Centroeuropa, como los estados del Este norteamericano, apenas si dispone de parajes hídricos naturales. Por ello, las directivas de la Unión Europea se centran
de momento, como analizaremos después, en aspectos relativos a la calidad de las aguas en cauces y acuíferos, pero sin prestar especial atención al entorno del medio hídrico natural en su conjunto. Sin embargo, en el caso de España aún quedan joyas que se pueden salvar. Por ello, a falta de una ley similar a la Wild and Scenic River Act, sería necesario aprovechar la Directiva de Hábitats, que impone la actual legislación de la Unión Europea, para inventariar los patrimonios ambientales hídricos que todavía pueden ser preservados.
A grandes rasgos, los principales entornos hidrológicos que deben conservarse se podrían agrupar en los siguientes grupos:
- parajes de montaña en las cabeceras de las cuencas;
- tramos medios de grandes ríos con sus respectivos ecosistemas de ribera;
- humedales y ecosistemas lagunares;
- deltas y plataformas litorales en las desembocaduras de los grandes ríos.
Decir que la montaña, y en general, sus gentes, paisajes y ecosistemas han sido las víctimas sacrificadas en la política hidráulica en aras del progreso, es algo obvio que nadie discutiría. Gracias a ello, sin duda, disponemos hoy, de resultas de esos tremendos sacrificios y de billonarios esfuerzos inversores del Estado, de una de las redes de regulación y distribución de caudales más poderosas e importantes del mundo (en términos relativos), que deberíamos aprovechar y gestionar con sabiduría y eficiencia.
Sin embargo, creo que es hora de detenernos por un momento y valorar dónde estamos y qué nos queda de nuestro valioso patrimonio natural en las cabeceras fluviales. Son muy escasos los ríos de cierta entidad que todavía permanecen en estado natural, sin deterioros de envergadura ni drásticos cortes de la unidad de su cauce por grandes presas.
En los últimos decenios, incluso nuestros ríos de alta montaña se han visto ocupados por cientos de minicentrales eléctricas, que secan prácticamente miles de kilómetros de cauces, especialmente en períodos de estiaje, rompiendo el encanto y los valores ecológicos de muchos valles.
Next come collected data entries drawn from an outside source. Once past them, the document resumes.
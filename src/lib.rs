#![cfg_attr(not(test), no_std)]

//! Bottom timer for a recreational dive instrument
//!
//! Reads a pressure sensor, tracks time since the diver first went below
//! [`dive_timer::START_DEPTH_M`], estimates battery charge and renders it all
//! on a small monochrome display. Everything hardware specific sits behind
//! the traits in [`bsp`] so the loop in [`control`] runs on the host in tests.

pub mod battery;
pub mod bsp;
pub mod config;
pub mod control;
pub mod depth;
pub mod dive_timer;
pub mod error;
pub mod ms5837;
pub mod power;
pub mod render;

#[cfg(not(any(feature = "log", feature = "defmt")))]
compile_error!("enable the `log` or the `defmt` feature");

#[cfg(feature = "defmt")]
pub(crate) use defmt::{debug, info, warn};
#[cfg(all(feature = "log", not(feature = "defmt")))]
pub(crate) use log::{debug, info, warn};

/// Millisecond resolution monotonic time point
pub type Instant = fugit::TimerInstantU64<1_000>;
/// Millisecond resolution span of time
pub type Duration = fugit::MillisDurationU64;

pub use config::Profile;
pub use control::{LoopState, Peripherals, Step};
pub use error::Error;
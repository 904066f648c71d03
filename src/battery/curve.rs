use num::Float;

use crate::error::Error;

/// Maps a battery voltage onto a remaining charge percentage
pub trait ChargeCurve {
    fn percentage(&self, volts: f32) -> u8;
}

/// Single cell LiPo discharge curve, protective cutoff to full charge
pub const LIPO_TABLE: &[(f32, u8)] = &[
    (3.30, 0),
    (3.60, 10),
    (3.70, 20),
    (3.75, 30),
    (3.79, 40),
    (3.83, 50),
    (3.87, 60),
    (3.92, 70),
    (3.95, 75),
    (3.98, 80),
    (4.02, 85),
    (4.08, 90),
    (4.11, 95),
    (4.20, 100),
];

/// Calibration table of `(volts, percent)` points
///
/// Lookups snap to the nearest table point instead of interpolating, a coarse
/// table would otherwise make the last digit flicker between iterations.
#[derive(Debug, Clone, Copy, PartialEq)]
pub struct CalibrationTable {
    points: &'static [(f32, u8)],
}

impl CalibrationTable {
    /// Voltages must be strictly increasing, percentages non-decreasing and at
    /// most 100.
    pub fn new(points: &'static [(f32, u8)]) -> Result<Self, Error> {
        if points.is_empty() {
            return Err(Error::EmptyTable);
        }

        for (index, &(_, percentage)) in points.iter().enumerate() {
            if percentage > 100 {
                return Err(Error::PercentageOutOfRange { index, percentage });
            }
        }

        for (index, pair) in points.windows(2).enumerate() {
            let (low, high) = (pair[0], pair[1]);
            // `!(a < b)` so that NaN voltages are rejected too
            if !(low.0 < high.0) || low.1 > high.1 {
                return Err(Error::TableNotIncreasing { index: index + 1 });
            }
        }

        Ok(CalibrationTable { points })
    }
}

impl ChargeCurve for CalibrationTable {
    fn percentage(&self, volts: f32) -> u8 {
        let (first, last) = match (self.points.first(), self.points.last()) {
            (Some(first), Some(last)) => (*first, *last),
            _ => return 0,
        };

        if volts.is_nan() || volts <= first.0 {
            return first.1;
        }
        if volts >= last.0 {
            return last.1.min(100);
        }

        // Index of the first point above `volts`, never 0 or len here
        let upper = self.points.partition_point(|&(v, _)| v <= volts);
        let (low_v, low_pct) = self.points[upper - 1];
        let (high_v, high_pct) = self.points[upper];

        if volts - low_v < high_v - volts {
            low_pct
        } else {
            high_pct
        }
    }
}

/// Closed form approximation of a LiPo discharge curve
///
/// `round(123 - 123 / (1 + (V / 3.7)^80)^0.165)`, clamped to 0..=100
#[derive(Debug, Clone, Copy, Default, PartialEq, Eq)]
pub struct SigmoidCurve;

const SIGMOID_SCALE: f32 = 123.0;
const SIGMOID_MIDPOINT_V: f32 = 3.7;
const SIGMOID_STEEPNESS: f32 = 80.0;
const SIGMOID_EXPONENT: f32 = 0.165;

impl ChargeCurve for SigmoidCurve {
    fn percentage(&self, volts: f32) -> u8 {
        if volts.is_nan() || volts <= 0.0 {
            return 0;
        }

        let ratio = Float::powf(volts / SIGMOID_MIDPOINT_V, SIGMOID_STEEPNESS);
        let denominator = Float::powf(1.0 + ratio, SIGMOID_EXPONENT);
        let percentage = Float::round(SIGMOID_SCALE - SIGMOID_SCALE / denominator);

        percentage.clamp(0.0, 100.0) as u8
    }
}

/// Either percentage strategy, picked per deployment profile
#[derive(Debug, Clone, Copy, PartialEq)]
pub enum Curve {
    Table(CalibrationTable),
    Sigmoid(SigmoidCurve),
}

impl ChargeCurve for Curve {
    fn percentage(&self, volts: f32) -> u8 {
        match self {
            Curve::Table(table) => table.percentage(volts),
            Curve::Sigmoid(sigmoid) => sigmoid.percentage(volts),
        }
    }
}

/// Width in pixels of the battery glyph fill bar
pub const FILL_WIDTH_PX: u32 = 16;

/// Linear map of 0..=100 percent onto 0..=16 pixels, truncating
///
/// # Examples
///
/// ```
/// use bottom_timer::battery::fill_width;
/// assert_eq!(fill_width(0), 0);
/// assert_eq!(fill_width(50), 8);
/// assert_eq!(fill_width(100), 16);
/// ```
///
pub fn fill_width(percentage: u8) -> u32 {
    u32::from(percentage.min(100)) * FILL_WIDTH_PX / 100
}

#[cfg(test)]
mod test {
    use super::*;

    fn lipo() -> CalibrationTable {
        CalibrationTable::new(LIPO_TABLE).unwrap()
    }

    #[test]
    fn table_exact_points() {
        let table = lipo();
        let res: Vec<u8> = [4.20, 3.95, 3.30].iter().map(|v| table.percentage(*v)).collect();
        assert_eq!(res, [100, 75, 0]);

        for &(volts, percentage) in LIPO_TABLE {
            assert_eq!(table.percentage(volts), percentage, "at {} V", volts);
        }
    }

    #[test]
    fn table_clamps_at_both_ends() {
        let table = lipo();
        assert_eq!(table.percentage(0.0), 0);
        assert_eq!(table.percentage(-1.0), 0);
        assert_eq!(table.percentage(3.0), 0);
        assert_eq!(table.percentage(4.35), 100);
        assert_eq!(table.percentage(f32::NAN), 0);
    }

    #[test]
    fn table_snaps_to_nearest_point() {
        let table = lipo();
        // 3.30 .. 3.60 bracket
        assert_eq!(table.percentage(3.40), 0);
        assert_eq!(table.percentage(3.50), 10);
        // 3.92 .. 3.95 bracket
        assert_eq!(table.percentage(3.93), 70);
        assert_eq!(table.percentage(3.94), 75);
    }

    #[test]
    fn table_is_monotonic() {
        let table = lipo();
        let mut previous = 0;
        for mv in 3000..4400 {
            let percentage = table.percentage(mv as f32 / 1000.0);
            assert!(percentage >= previous, "dropped at {} mV", mv);
            previous = percentage;
        }
    }

    #[test]
    fn table_lookup_round_trips_through_points() {
        let table = lipo();
        for mv in 3000..4400 {
            let percentage = table.percentage(mv as f32 / 1000.0);
            let (volts, _) = LIPO_TABLE.iter().find(|(_, p)| *p == percentage).unwrap();
            assert_eq!(table.percentage(*volts), percentage);
        }
    }

    #[test]
    fn rejects_bad_tables() {
        static EMPTY: [(f32, u8); 0] = [];
        static DESCENDING: [(f32, u8); 2] = [(4.2, 100), (3.3, 0)];
        static DUPLICATE: [(f32, u8); 2] = [(3.3, 0), (3.3, 10)];
        static DROPPING: [(f32, u8); 3] = [(3.3, 0), (3.7, 50), (4.2, 40)];
        static OVERFULL: [(f32, u8); 2] = [(3.3, 0), (4.2, 101)];

        assert_eq!(CalibrationTable::new(&EMPTY), Err(Error::EmptyTable));
        assert_eq!(CalibrationTable::new(&DESCENDING), Err(Error::TableNotIncreasing { index: 1 }));
        assert_eq!(CalibrationTable::new(&DUPLICATE), Err(Error::TableNotIncreasing { index: 1 }));
        assert_eq!(CalibrationTable::new(&DROPPING), Err(Error::TableNotIncreasing { index: 2 }));
        assert_eq!(
            CalibrationTable::new(&OVERFULL),
            Err(Error::PercentageOutOfRange { index: 1, percentage: 101 })
        );
    }

    #[test]
    fn sigmoid_percentages() {
        let sigmoid = SigmoidCurve;
        assert_eq!(sigmoid.percentage(4.2), 100);
        assert_eq!(sigmoid.percentage(3.0), 0);
        assert_eq!(sigmoid.percentage(0.0), 0);

        let res: Vec<u8> = [3.6, 3.7, 3.8, 3.9, 4.0, 4.1]
            .iter()
            .map(|v| sigmoid.percentage(*v))
            .collect();
        assert_eq!(res, [2, 13, 38, 62, 79, 91]);
    }

    #[test]
    fn sigmoid_is_monotonic() {
        let sigmoid = SigmoidCurve;
        let mut previous = 0;
        for mv in 3000..4400 {
            let percentage = sigmoid.percentage(mv as f32 / 1000.0);
            assert!(percentage >= previous, "dropped at {} mV", mv);
            previous = percentage;
        }
    }

    #[test]
    fn curve_dispatches_to_strategy() {
        assert_eq!(Curve::Table(lipo()).percentage(3.95), 75);
        assert_eq!(Curve::Sigmoid(SigmoidCurve).percentage(3.95), SigmoidCurve.percentage(3.95));
    }

    #[test]
    fn fill_width_is_linear() {
        assert_eq!(fill_width(0), 0);
        assert_eq!(fill_width(6), 0);
        assert_eq!(fill_width(7), 1);
        assert_eq!(fill_width(75), 12);
        assert_eq!(fill_width(100), 16);
        assert_eq!(fill_width(255), 16);
    }
}
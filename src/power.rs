use crate::battery::BatteryEstimate;
use crate::bsp::Sleeper;
use crate::{info, Duration};

#[derive(Debug, Clone, Copy, PartialEq, Eq)]
pub enum PowerMode {
    ActiveSample,
    SleepBetweenSamples,
    LowBatteryShutdown,
}

/// How the device suspends between samples
#[derive(Debug, Clone, Copy, PartialEq, Eq)]
pub enum SleepDepth {
    /// Wait for interrupt with the clocks running
    Light,
    /// Deep sleep with a timer wake
    Deep,
}

/// What happens once the battery runs low
#[derive(Debug, Clone, Copy, PartialEq, Eq)]
pub enum ShutdownPolicy {
    /// Keep sampling and show the low percentage
    Disabled,
    /// Show the low battery screen and sleep until the device is power cycled
    Absorbing,
}

#[derive(Debug, Clone, Copy, PartialEq)]
pub enum LowBatteryTrigger {
    /// Smoothed voltage strictly below this many volts
    Voltage(f32),
    /// Percentage strictly below this value
    Percentage(u8),
}

impl LowBatteryTrigger {
    pub fn fires(&self, battery: &BatteryEstimate) -> bool {
        match *self {
            LowBatteryTrigger::Voltage(volts) => battery.smoothed_voltage < volts,
            LowBatteryTrigger::Percentage(percentage) => battery.percentage < percentage,
        }
    }
}

#[derive(Debug, Clone, Copy, PartialEq, Eq)]
pub enum SleepRequest {
    /// The iteration overran its cycle, start the next one right away
    None,
    Light(Duration),
    Deep(Duration),
    DeepForever,
}

impl SleepRequest {
    pub fn dispatch<S: Sleeper>(&self, sleeper: &mut S) {
        match *self {
            SleepRequest::None => {}
            SleepRequest::Light(duration) => sleeper.sleep_light(duration),
            SleepRequest::Deep(duration) => sleeper.sleep_deep(Some(duration)),
            SleepRequest::DeepForever => sleeper.sleep_deep(None),
        }
    }

    pub fn duration(&self) -> Duration {
        match *self {
            SleepRequest::Light(duration) | SleepRequest::Deep(duration) => duration,
            SleepRequest::None | SleepRequest::DeepForever => Duration::millis(0),
        }
    }
}

/// Decides how long and how deep to sleep after each sample, and when to
/// give up on a flat battery
#[derive(Debug, Clone, Copy, PartialEq)]
pub struct PowerController {
    mode: PowerMode,
    cycle: Duration,
    depth: SleepDepth,
    policy: ShutdownPolicy,
    trigger: LowBatteryTrigger,
}

impl PowerController {
    pub fn new(cycle: Duration, depth: SleepDepth, policy: ShutdownPolicy, trigger: LowBatteryTrigger) -> Self {
        PowerController {
            mode: PowerMode::ActiveSample,
            cycle,
            depth,
            policy,
            trigger,
        }
    }

    pub fn mode(&self) -> PowerMode {
        self.mode
    }

    pub fn is_shut_down(&self) -> bool {
        self.mode == PowerMode::LowBatteryShutdown
    }

    /// Woken up for the next sample
    pub fn begin_sample(&mut self) {
        if self.mode == PowerMode::SleepBetweenSamples {
            self.mode = PowerMode::ActiveSample;
        }
    }

    /// Returns true when this estimate moves the device into shutdown
    pub fn observe_battery(&mut self, battery: &BatteryEstimate) -> bool {
        if self.policy == ShutdownPolicy::Disabled || self.is_shut_down() {
            return false;
        }

        if self.trigger.fires(battery) {
            info!("Low battery at {} V, shutting down", battery.smoothed_voltage);
            self.mode = PowerMode::LowBatteryShutdown;
            return true;
        }

        false
    }

    /// Sleep for whatever is left of the cycle after `active` was spent
    /// sampling and drawing
    pub fn plan_sleep(&mut self, active: Duration) -> SleepRequest {
        if self.is_shut_down() {
            return SleepRequest::DeepForever;
        }

        self.mode = PowerMode::SleepBetweenSamples;

        let remaining = self.cycle.checked_sub(active).unwrap_or(Duration::millis(0));
        if remaining.ticks() == 0 {
            return SleepRequest::None;
        }

        match self.depth {
            SleepDepth::Light => SleepRequest::Light(remaining),
            SleepDepth::Deep => SleepRequest::Deep(remaining),
        }
    }
}
//! Hardware the control loop talks to
//!
//! Board support implements these for the real peripherals, tests implement
//! them with plain structs.

use crate::{Duration, Instant};

/// Pressure sensor that reports depth in meters
pub trait DepthSensor {
    type Error;

    /// Trigger a conversion and latch the result
    fn read(&mut self) -> Result<(), Self::Error>;

    /// Depth of the last successful [`read`](DepthSensor::read), may be
    /// slightly negative at the surface
    fn depth(&self) -> f32;
}

/// ADC channel wired to the battery through a divider
pub trait BatteryAdc {
    fn read_raw(&mut self) -> u16;

    /// Connect the divider to the ADC, for boards that switch it off between
    /// measurements
    fn enable_measurement(&mut self) {}

    fn disable_measurement(&mut self) {}
}

/// Text and rectangle drawing on the monochrome display
///
/// Coordinates are pixels from the top left corner, `scale` picks the text
/// size in multiples of the 6x8 base cell.
pub trait Screen {
    type Error;

    fn clear(&mut self) -> Result<(), Self::Error>;
    fn set_scale(&mut self, scale: u8);
    fn set_cursor(&mut self, x: i32, y: i32);
    fn draw_text(&mut self, text: &str) -> Result<(), Self::Error>;
    fn draw_rect(&mut self, x: i32, y: i32, width: u32, height: u32) -> Result<(), Self::Error>;
    fn fill_rect(&mut self, x: i32, y: i32, width: u32, height: u32) -> Result<(), Self::Error>;
    /// Push the frame to the panel
    fn present(&mut self) -> Result<(), Self::Error>;
}

/// Suspends the whole device
pub trait Sleeper {
    /// Sleep with the core clock running, waking after `duration`
    fn sleep_light(&mut self, duration: Duration);

    /// Deepest available sleep, `None` means no wake source at all
    fn sleep_deep(&mut self, duration: Option<Duration>);
}

/// Monotonic millisecond clock
pub trait Clock {
    fn now(&self) -> Instant;
}
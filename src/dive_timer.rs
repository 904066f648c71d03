use core::fmt;

use crate::{info, Duration, Instant};

/// Depth in meters at which the dive clock starts
pub const START_DEPTH_M: f32 = 1.0;

const MS_PER_MINUTE: u64 = 60_000;
const MS_PER_SECOND: u64 = 1_000;

#[derive(Debug, Clone, Copy, PartialEq, Eq)]
pub enum Phase {
    Idle,
    Running { start: Instant },
}

/// Elapsed dive time split for display
#[derive(Debug, Clone, Copy, Default, PartialEq, Eq, PartialOrd, Ord)]
pub struct ElapsedTime {
    pub minutes: u64,
    pub seconds: u64,
}

impl ElapsedTime {
    pub fn from_duration(elapsed: Duration) -> Self {
        let ms = elapsed.to_millis();
        ElapsedTime {
            minutes: ms / MS_PER_MINUTE,
            seconds: (ms % MS_PER_MINUTE) / MS_PER_SECOND,
        }
    }
}

impl fmt::Display for ElapsedTime {
    fn fmt(&self, f: &mut fmt::Formatter<'_>) -> fmt::Result {
        write!(f, "{}:{:0>2}", self.minutes, self.seconds)
    }
}

/// One way latch from idle to running, tripped by the first reading at
/// [`START_DEPTH_M`] or deeper. There is no dive end detection: once running the
/// clock keeps counting until the device is reset.
#[derive(Debug, Clone, Copy, PartialEq, Eq)]
pub struct DiveTimer {
    phase: Phase,
}

impl DiveTimer {
    pub const fn new() -> Self {
        DiveTimer { phase: Phase::Idle }
    }

    pub fn phase(&self) -> Phase {
        self.phase
    }

    pub fn is_running(&self) -> bool {
        matches!(self.phase, Phase::Running { .. })
    }

    pub fn update(&mut self, depth: f32, now: Instant) -> Phase {
        if self.phase == Phase::Idle && depth >= START_DEPTH_M {
            info!("Dive started at {} m", depth);
            self.phase = Phase::Running { start: now };
        }

        self.phase
    }

    pub fn elapsed(&self, now: Instant) -> ElapsedTime {
        match self.phase {
            Phase::Idle => ElapsedTime::default(),
            Phase::Running { start } => {
                // A clock reading from before the start counts as zero
                let elapsed = now.checked_duration_since(start).unwrap_or(Duration::millis(0));
                ElapsedTime::from_duration(elapsed)
            }
        }
    }
}

impl Default for DiveTimer {
    fn default() -> Self {
        Self::new()
    }
}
En muchas de estas corrientes fluviales las potencialidades turísticas que representan los deportes de aguas bravas (rafting, hidrospeed, cayac, etc.), el barranquismo, la pesca en parajes naturales, o simplemente el senderismo y el disfrute de esos entornos de alta calidad ambiental, han abierto interesantes posibilidades de desarrollo.
En la actualidad, el simple contraste entre coste y beneficio para los usos agrarios e hidroeléctricos de muchos de los proyectos de embalses declarados de "interés general", y los usos derivados del turismo de naturaleza y aventura en esos entornos hídricos, aboca a balances ventajosos en este útimo ámbito.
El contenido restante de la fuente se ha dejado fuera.